Le gouvernement a annoncé à la fin de l’été une réduction drastique des emplois aidés. Si cette réduction ne concerne pas la police et ne devrait pas connaître l’ampleur initialement annoncée dans l’Éduction nationale, elle va durement frapper le secteur associatif et les collectivités territoriales.

Parmi les associations mises en péril par cette mesure, on trouve la radio Fréquence Paris Plurielle (FPP, 106.3).

FPP est une radio associative qui existe depuis 25 ans, elle émet sur Paris et sa banlieue et rassemble près de 100 émissions différentes et près de 200 animateurEs. Elle accueille sur ses ondes de nombreuses émissions qui se font l’écho des luttes et des mobilisations : précaires, écolos, mal-logéEs, antifascistes, militantEs de la solidarité avec le Chiapas ou la Palestine, féministes, migrantEs… On peut aussi y entendre une série d’émissions faites par et pour les communautés étrangères présentes en Île-de-France, et toute sorte de musiques aussi bruyantes que rares sur la bande FM.

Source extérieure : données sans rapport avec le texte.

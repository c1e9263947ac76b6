//! # Account Addresses
//!
//! An [`Address`] is the opaque identity a ledger books shares against. The
//! ledger never interprets it beyond equality and the null check: whoever
//! owns the token surface decides how addresses map to keys or users.
//!
//! [`Address::ZERO`] is the null identifier. Minting to it, transferring to
//! it, or depositing on its behalf is rejected with `ZeroAddress`.

use serde::{Deserialize, Deserializer, Serialize, Serializer};
use std::fmt;

/// Length of an address in bytes.
pub const ADDRESS_LENGTH: usize = 20;

/// A 20-byte account identifier.
#[derive(Clone, Copy, PartialEq, Eq, Hash, PartialOrd, Ord, Default)]
pub struct Address([u8; ADDRESS_LENGTH]);

impl Address {
    /// The null address. Never holds shares.
    pub const ZERO: Address = Address([0u8; ADDRESS_LENGTH]);

    /// Wraps raw bytes.
    pub const fn from_bytes(bytes: [u8; ADDRESS_LENGTH]) -> Self {
        Self(bytes)
    }

    /// Derives an address from a human-readable label.
    ///
    /// Takes the first 20 bytes of `BLAKE3(label)`. The same label always
    /// yields the same address, which is what scenario files and tests rely
    /// on to name accounts ("alice", "treasury", ...).
    pub fn from_label(label: &str) -> Self {
        let digest = blake3::hash(label.as_bytes());
        let mut bytes = [0u8; ADDRESS_LENGTH];
        bytes.copy_from_slice(&digest.as_bytes()[..ADDRESS_LENGTH]);
        Self(bytes)
    }

    /// Returns the raw bytes.
    pub fn as_bytes(&self) -> &[u8; ADDRESS_LENGTH] {
        &self.0
    }

    /// Returns `true` for [`Address::ZERO`].
    pub fn is_zero(&self) -> bool {
        self.0 == [0u8; ADDRESS_LENGTH]
    }

    /// Lowercase hex, no prefix.
    pub fn to_hex(&self) -> String {
        hex::encode(self.0)
    }

    /// Parses a hex address, with or without a `0x` prefix.
    pub fn from_hex(s: &str) -> Result<Self, hex::FromHexError> {
        let stripped = s.strip_prefix("0x").unwrap_or(s);
        let bytes = hex::decode(stripped)?;
        if bytes.len() != ADDRESS_LENGTH {
            return Err(hex::FromHexError::InvalidStringLength);
        }
        let mut arr = [0u8; ADDRESS_LENGTH];
        arr.copy_from_slice(&bytes);
        Ok(Self(arr))
    }
}

impl fmt::Debug for Address {
    fn fmt(&self, f: &mut fmt::Formatter<'_>) -> fmt::Result {
        write!(f, "Address({}...)", &self.to_hex()[..10])
    }
}

impl fmt::Display for Address {
    fn fmt(&self, f: &mut fmt::Formatter<'_>) -> fmt::Result {
        write!(f, "0x{}", self.to_hex())
    }
}

impl std::str::FromStr for Address {
    type Err = hex::FromHexError;

    fn from_str(s: &str) -> Result<Self, Self::Err> {
        Self::from_hex(s)
    }
}

// Hex strings on the wire so addresses work as JSON map keys.
impl Serialize for Address {
    fn serialize<S: Serializer>(&self, serializer: S) -> Result<S::Ok, S::Error> {
        serializer.serialize_str(&self.to_string())
    }
}

impl<'de> Deserialize<'de> for Address {
    fn deserialize<D: Deserializer<'de>>(deserializer: D) -> Result<Self, D::Error> {
        let s = String::deserialize(deserializer)?;
        Address::from_hex(&s).map_err(serde::de::Error::custom)
    }
}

Depuis près de 10 ans le budget de cette radio ne cesse de baisser. L’État et les collectivités territoriales se désengagent peu à peu des radios associatives et plus largement de l’ensemble du secteur associatif. C’est avant tout la baisse des dotations qui a obligé cette structure à recourir à des emplois aidés.

Précarité

Pour fonctionner (entretenir le matériel, suivre l’antenne, former les animateurEs, gérer l’administration, etc.), FPP s’appuie sur cinq salariés en CUI, des contrats aidés, mal payés (690 euros par mois pour 20 heures par semaine) et précaires (le nombre de renouvellements est limité). Mais le gouvernement ne propose pas de mettre fin à ces contrats pour les remplacer par des contrats meilleurs et plus protecteurs pour les salariéEs : il souhaite simplement y mettre fin. La mesure s’applique d’ailleurs déjà : il est désormais impossible de les renouveler. 

Cette décision condamne à court terme les salariéEs de la radio au chômage et met la survie de l’antenne en péril.

Face à cette situation, les salariéEs et les bénévoles-militantEs de FPP se mobilisent. Ils ont participé à la création du « Collectif des coûteux et inutiles » qui rassemble des salariéEs en emploi aidé (le plus souvent des CUI) de diverses structures associatives et municipales en Île-de-France.

Outre la participation aux échéances de mobilisation contre la loi travail XXL, ce collectif se retrouvera dans la rue le mardi 26 septembre pour revendiquer l’abandon de cette mesure, et revendiquer, à l’inverse, une véritable politique de soutien au secteur associatif.

D’ici là, n’hésitez pas à écouter FPP (106.3 FM ou rfpp.net) : on y parle beaucoup des mobilisations actuelles.